Scan the material below, then work out how many of its lines contain the word "CreateRoomError"; reply with that number only.

Dataset:
====

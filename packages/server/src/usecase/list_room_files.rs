//! UseCase: Room に保存されたファイルの一覧

use std::sync::Arc;

use crate::domain::{FileRepository, RoomId, RoomRepository, StoredFile};

use super::error::GetRoomDetailError;

pub struct ListRoomFilesUseCase {
    room_repository: Arc<dyn RoomRepository>,
    file_repository: Arc<dyn FileRepository>,
}

impl ListRoomFilesUseCase {
    pub fn new(
        room_repository: Arc<dyn RoomRepository>,
        file_repository: Arc<dyn FileRepository>,
    ) -> Self {
        Self {
            room_repository,
            file_repository,
        }
    }

    /// 保存順に返す
    pub async fn execute(&self, room_id: &RoomId) -> Result<Vec<StoredFile>, GetRoomDetailError> {
        self.room_repository
            .find(room_id)
            .await
            .map_err(|_| GetRoomDetailError::RoomNotFound(room_id.to_string()))?;
        Ok(self.file_repository.list_by_room(room_id).await)
    }
}
//! JWT (HS256) を使った TokenService 実装

use std::sync::Arc;

use coderoom_shared::time::Clock;
use jsonwebtoken::{
    Algorithm, DecodingKey, EncodingKey, Header, Validation, errors::ErrorKind,
};
use serde::{Deserialize, Serialize};

use crate::domain::{Email, IssuedToken, TokenClaims, TokenError, TokenService, User, UserId};

/// トークンの既定の有効期間（秒）
pub const DEFAULT_TOKEN_TTL_SECS: i64 = 60 * 60;

#[derive(Debug, Serialize, Deserialize)]
struct Claims {
    sub: String,
    email: String,
    iat: i64,
    exp: i64,
}

pub struct JwtTokenService {
    encoding_key: EncodingKey,
    decoding_key: DecodingKey,
    ttl_secs: i64,
    clock: Arc<dyn Clock>,
}

impl JwtTokenService {
    pub fn new(secret: &str, ttl_secs: i64, clock: Arc<dyn Clock>) -> Self {
        Self {
            encoding_key: EncodingKey::from_secret(secret.as_bytes()),
            decoding_key: DecodingKey::from_secret(secret.as_bytes()),
            ttl_secs,
            clock,
        }
    }

    fn validation() -> Validation {
        let mut validation = Validation::new(Algorithm::HS256);
        validation.leeway = 0;
        validation.set_required_spec_claims(&["exp", "sub"]);
        validation
    }
}

impl TokenService for JwtTokenService {
    fn issue(&self, user: &User) -> Result<IssuedToken, TokenError> {
        let issued_at = self.clock.now_secs();
        let expires_at = issued_at + self.ttl_secs;
        let claims = Claims {
            sub: user.id.as_str().to_string(),
            email: user.email.as_str().to_string(),
            iat: issued_at,
            exp: expires_at,
        };
        let token = jsonwebtoken::encode(
            &Header::new(Algorithm::HS256),
            &claims,
            &self.encoding_key,
        )
        .map_err(|e| TokenError::Issue(e.to_string()))?;

        Ok(IssuedToken { token, expires_at })
    }

    fn verify(&self, token: &str) -> Result<TokenClaims, TokenError> {
        if token.trim().is_empty() {
            return Err(TokenError::Missing);
        }
        let data = jsonwebtoken::decode::<Claims>(token, &self.decoding_key, &Self::validation())
            .map_err(|e| match e.kind() {
                ErrorKind::ExpiredSignature => TokenError::Expired,
                _ => TokenError::Invalid(e.to_string()),
            })?;

        let user_id = UserId::new(data.claims.sub).map_err(|e| TokenError::Invalid(e.to_string()))?;
        let email = Email::new(data.claims.email).map_err(|e| TokenError::Invalid(e.to_string()))?;
        Ok(TokenClaims { user_id, email })
    }
}
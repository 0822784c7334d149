//! Shared application state.

use std::sync::Arc;

use coderoom_shared::time::{Clock, SystemClock};

use crate::{
    config::ServerConfig,
    domain::{FileRepository, MessagePusher, PasswordHasher, RoomRepository, TokenService, UserRepository},
    infrastructure::{
        auth::{Argon2PasswordHasher, JwtTokenService},
        message_pusher::WebSocketMessagePusher,
        repository::{InMemoryFileRepository, InMemoryRoomRepository, InMemoryUserRepository},
    },
    usecase::{
        AuthenticateUseCase, CreateRoomUseCase, GetRoomDetailUseCase, GetRoomsUseCase,
        ListRoomFilesUseCase, PublishMutationUseCase, SaveFileUseCase, SignInUseCase,
        SignUpUseCase, SubscribeTopicUseCase, UnsubscribeTopicUseCase,
    },
};

/// Shared application state
pub struct AppState {
    pub authenticate_usecase: Arc<AuthenticateUseCase>,
    pub sign_up_usecase: Arc<SignUpUseCase>,
    pub sign_in_usecase: Arc<SignInUseCase>,
    pub create_room_usecase: Arc<CreateRoomUseCase>,
    pub get_rooms_usecase: Arc<GetRoomsUseCase>,
    pub get_room_detail_usecase: Arc<GetRoomDetailUseCase>,
    pub publish_mutation_usecase: Arc<PublishMutationUseCase>,
    pub subscribe_topic_usecase: Arc<SubscribeTopicUseCase>,
    pub unsubscribe_topic_usecase: Arc<UnsubscribeTopicUseCase>,
    pub save_file_usecase: Arc<SaveFileUseCase>,
    pub list_room_files_usecase: Arc<ListRoomFilesUseCase>,
}

impl AppState {
    /// Wire every use case against in-memory storage and the WebSocket pusher.
    pub fn in_memory(config: &ServerConfig) -> Self {
        // Initialize dependencies in order:
        // 1. Repositories
        // 2. MessagePusher
        // 3. Auth services
        // 4. UseCases
        let clock: Arc<dyn Clock> = Arc::new(SystemClock);

        // 1. Repositories (in-memory database)
        let rooms: Arc<dyn RoomRepository> = Arc::new(InMemoryRoomRepository::new());
        let users: Arc<dyn UserRepository> = Arc::new(InMemoryUserRepository::new());
        let files: Arc<dyn FileRepository> = Arc::new(InMemoryFileRepository::new());

        // 2. MessagePusher (WebSocket implementation)
        let message_pusher: Arc<dyn MessagePusher> = Arc::new(WebSocketMessagePusher::new());

        // 3. Auth services
        let token_service: Arc<dyn TokenService> = Arc::new(JwtTokenService::new(
            &config.resolve_jwt_secret(),
            config.token_ttl_secs,
            clock.clone(),
        ));
        let password_hasher: Arc<dyn PasswordHasher> = Arc::new(Argon2PasswordHasher::new());

        // 4. UseCases
        Self {
            authenticate_usecase: Arc::new(AuthenticateUseCase::new(
                token_service.clone(),
                users.clone(),
            )),
            sign_up_usecase: Arc::new(SignUpUseCase::new(
                users.clone(),
                password_hasher.clone(),
                token_service.clone(),
                clock.clone(),
            )),
            sign_in_usecase: Arc::new(SignInUseCase::new(
                users.clone(),
                password_hasher,
                token_service,
            )),
            create_room_usecase: Arc::new(CreateRoomUseCase::new(
                rooms.clone(),
                users,
                clock.clone(),
            )),
            get_rooms_usecase: Arc::new(GetRoomsUseCase::new(rooms.clone())),
            get_room_detail_usecase: Arc::new(GetRoomDetailUseCase::new(rooms.clone())),
            publish_mutation_usecase: Arc::new(PublishMutationUseCase::new(
                rooms.clone(),
                message_pusher.clone(),
                clock.clone(),
            )),
            subscribe_topic_usecase: Arc::new(SubscribeTopicUseCase::new(
                rooms.clone(),
                message_pusher.clone(),
            )),
            unsubscribe_topic_usecase: Arc::new(UnsubscribeTopicUseCase::new(message_pusher)),
            save_file_usecase: Arc::new(SaveFileUseCase::new(
                rooms.clone(),
                files.clone(),
                clock,
            )),
            list_room_files_usecase: Arc::new(ListRoomFilesUseCase::new(rooms, files)),
        }
    }
}
//! UseCase: トピックの購読
//!
//! WebSocket 接続を Room のトピックに登録します。
//! 購読は Room の存在だけを確認し、認証は求めません。
//! ソケット ID は UI 層が払い出し、登録前に `connection-established` を送れるようにします。
//! UI 層はアップグレード前に `check` で Room を確認し、登録（`execute`）は
//! アップグレード完了後に行います。

use std::sync::Arc;

use crate::domain::{MessagePusher, PusherChannel, RoomId, RoomRepository, SocketId, Topic};

use super::error::SubscribeError;

/// トピック購読のユースケース
pub struct SubscribeTopicUseCase {
    room_repository: Arc<dyn RoomRepository>,
    message_pusher: Arc<dyn MessagePusher>,
}

impl SubscribeTopicUseCase {
    pub fn new(
        room_repository: Arc<dyn RoomRepository>,
        message_pusher: Arc<dyn MessagePusher>,
    ) -> Self {
        Self {
            room_repository,
            message_pusher,
        }
    }

    /// Room が購読可能か確認し、購読先のトピックを返す（登録はしない）
    pub async fn check(&self, room_id: &RoomId) -> Result<Topic, SubscribeError> {
        self.room_repository
            .find(room_id)
            .await
            .map_err(|_| SubscribeError::RoomNotFound(room_id.to_string()))?;
        Ok(Topic::for_room(room_id))
    }

    /// ソケットを Room のトピックに登録し、登録先のトピックを返す
    pub async fn execute(
        &self,
        room_id: &RoomId,
        socket_id: SocketId,
        sender: PusherChannel,
    ) -> Result<Topic, SubscribeError> {
        // 1. Room の存在確認
        let topic = self.check(room_id).await?;

        // 2. トピックに登録
        self.message_pusher
            .register_subscriber(&topic, socket_id.clone(), sender)
            .await;
        tracing::info!("Socket '{}' joined '{}'", socket_id, topic);

        Ok(topic)
    }
}

#[cfg(test)]
mod tests {
    use super::*;
    use crate::{
        domain::{LanguageId, MockMessagePusher, Room, Timestamp, UserId},
        infrastructure::repository::InMemoryRoomRepository,
    };
    use tokio::sync::mpsc;

    // ========================================
    // テスト作業記録
    // ========================================
    // 【何をテストするか】
    // - 存在する Room のトピックにだけ購読者が登録されること
    //
    // 【どのようなシナリオをテストするか】
    // 1. 存在する Room への購読は成功し、MessagePusher に登録される
    // 2. 存在しない Room への購読は失敗し、何も登録されない
    // 3. 事前確認だけでは登録されない
    // ========================================

    async fn create_test_repository() -> Arc<InMemoryRoomRepository> {
        let repository = Arc::new(InMemoryRoomRepository::new());
        repository
            .create(Room::new(
                RoomId::new("R1").unwrap(),
                "pairing".to_string(),
                LanguageId::new("javascript").unwrap(),
                UserId::new("alice-id").unwrap(),
                Timestamp::new(0),
            ))
            .await
            .unwrap();
        repository
    }

    #[tokio::test]
    async fn test_subscribe_registers_socket() {
        // テスト項目: 購読すると `room-{id}` トピックに登録される
        // given (前提条件):
        let repository = create_test_repository().await;
        let mut pusher = MockMessagePusher::new();
        pusher
            .expect_register_subscriber()
            .withf(|topic, _, _| topic.as_str() == "room-R1")
            .times(1)
            .returning(|_, _, _| ());
        let usecase = SubscribeTopicUseCase::new(repository, Arc::new(pusher));
        let (tx, _rx) = mpsc::unbounded_channel();

        // when (操作):
        let result = usecase
            .execute(&RoomId::new("R1").unwrap(), SocketId::new("s1").unwrap(), tx)
            .await;

        // then (期待する結果):
        assert_eq!(result.map(|topic| topic.to_string()), Ok("room-R1".to_string()));
    }

    #[tokio::test]
    async fn test_subscribe_to_missing_room() {
        // テスト項目: 存在しない Room のトピックは購読できない
        // given (前提条件):
        let repository = create_test_repository().await;
        let mut pusher = MockMessagePusher::new();
        pusher.expect_register_subscriber().times(0);
        let usecase = SubscribeTopicUseCase::new(repository, Arc::new(pusher));
        let (tx, _rx) = mpsc::unbounded_channel();

        // when (操作):
        let result = usecase
            .execute(&RoomId::new("nope").unwrap(), SocketId::new("s1").unwrap(), tx)
            .await;

        // then (期待する結果):
        assert_eq!(result, Err(SubscribeError::RoomNotFound("nope".to_string())));
    }

    #[tokio::test]
    async fn test_check_does_not_register() {
        // テスト項目: アップグレード前の確認ではトピックに登録しない
        // given (前提条件):
        let repository = create_test_repository().await;
        let mut pusher = MockMessagePusher::new();
        pusher.expect_register_subscriber().times(0);
        let usecase = SubscribeTopicUseCase::new(repository, Arc::new(pusher));

        // when (操作):
        let found = usecase.check(&RoomId::new("R1").unwrap()).await;
        let missing = usecase.check(&RoomId::new("nope").unwrap()).await;

        // then (期待する結果):
        assert_eq!(found.map(|topic| topic.to_string()), Ok("room-R1".to_string()));
        assert_eq!(missing, Err(SubscribeError::RoomNotFound("nope".to_string())));
    }
}
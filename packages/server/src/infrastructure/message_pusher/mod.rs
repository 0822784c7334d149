//! メッセージ送信（通知）の実装
//!
//! - `websocket`: WebSocket を使った実装

pub mod websocket;

pub use websocket::WebSocketMessagePusher;
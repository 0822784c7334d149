//! Coderoom CLI client.
//!
//! Signs in (or up), joins or creates a room and edits its shared buffer from
//! a line-oriented prompt. Reconnects after a lost connection (max 5 attempts
//! with 5 second interval).
//!
//! Run with:
//! ```not_rust
//! cargo run --bin coderoom-client -- -e a@x.com -P p1 -u alice -n pairing
//! cargo run --bin coderoom-client -- -e b@x.com -P p2 -u bob -r <room id>
//! ```

use clap::Parser;
use coderoom_client::config::ClientConfig;
use coderoom_shared::logger::setup_logger;

#[tokio::main]
async fn main() {
    let config = ClientConfig::parse();

    // Initialize tracing
    setup_logger(env!("CARGO_BIN_NAME"), &config.log_level);

    if let Err(e) = coderoom_client::run_client(config).await {
        tracing::error!("Client error: {}", e);
        eprintln!("{}", e);
        std::process::exit(1);
    }
}
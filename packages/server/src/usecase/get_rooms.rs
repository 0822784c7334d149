//! UseCase: Room 一覧の取得

use std::sync::Arc;

use crate::domain::{Room, RoomRepository};

pub struct GetRoomsUseCase {
    room_repository: Arc<dyn RoomRepository>,
}

impl GetRoomsUseCase {
    pub fn new(room_repository: Arc<dyn RoomRepository>) -> Self {
        Self { room_repository }
    }

    pub async fn execute(&self) -> Vec<Room> {
        self.room_repository.list().await
    }
}
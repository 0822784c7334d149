//! Data Transfer Objects (DTOs)
//!
//! DTOs are organized by protocol:
//! - `websocket`: messages delivered on a room topic
//! - `http`: HTTP API request and response bodies
//!
//! The client crate reuses these types, so both sides agree on the wire format.

pub mod conversion;
pub mod http;
pub mod websocket;
//! UI utilities for the client.

use std::io::Write;

/// Prompt shown while in a room
pub fn prompt(room_name: &str) -> String {
    format!("{}> ", room_name)
}

/// Print a message above the prompt and redisplay the prompt
pub fn print_above_prompt(message: &str, prompt: &str) {
    print!("{}", message);
    redisplay_prompt(prompt);
}

/// Redisplay the prompt after printing asynchronously
pub fn redisplay_prompt(prompt: &str) {
    print!("{}", prompt);
    std::io::stdout().flush().ok();
}
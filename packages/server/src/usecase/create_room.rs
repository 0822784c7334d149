//! UseCase: Room の作成
//!
//! ## テスト実装の作業記録
//!
//! ### 何をテストしているか
//! - CreateRoomUseCase::execute() メソッド
//! - 作成された Room が javascript のボイラープレートで始まること
//! - 作成者の Room 一覧に追加されること
//!
//! ### どのような状況を想定しているか
//! - 正常系：Room の作成
//! - 異常系：空の Room 名

use std::sync::Arc;

use coderoom_shared::time::Clock;

use crate::domain::{
    DEFAULT_LANGUAGE, LanguageId, Room, RoomIdFactory, RoomRepository, Timestamp, UserId,
    UserRepository,
};

use super::error::CreateRoomError;

pub struct CreateRoomUseCase {
    room_repository: Arc<dyn RoomRepository>,
    user_repository: Arc<dyn UserRepository>,
    clock: Arc<dyn Clock>,
}

impl CreateRoomUseCase {
    pub fn new(
        room_repository: Arc<dyn RoomRepository>,
        user_repository: Arc<dyn UserRepository>,
        clock: Arc<dyn Clock>,
    ) -> Self {
        Self {
            room_repository,
            user_repository,
            clock,
        }
    }

    pub async fn execute(&self, creator: &UserId, name: String) -> Result<Room, CreateRoomError> {
        let name = name.trim().to_string();
        if name.is_empty() {
            return Err(CreateRoomError::EmptyName);
        }

        let room = Room::new(
            RoomIdFactory::generate()?,
            name,
            LanguageId::new(DEFAULT_LANGUAGE)?,
            creator.clone(),
            Timestamp::new(self.clock.now_millis()),
        );
        self.room_repository.create(room.clone()).await?;
        self.user_repository
            .add_room(creator, room.id.clone())
            .await?;

        tracing::info!("Room '{}' ({}) created by '{}'", room.name, room.id, creator);
        Ok(room)
    }
}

====

Response:
3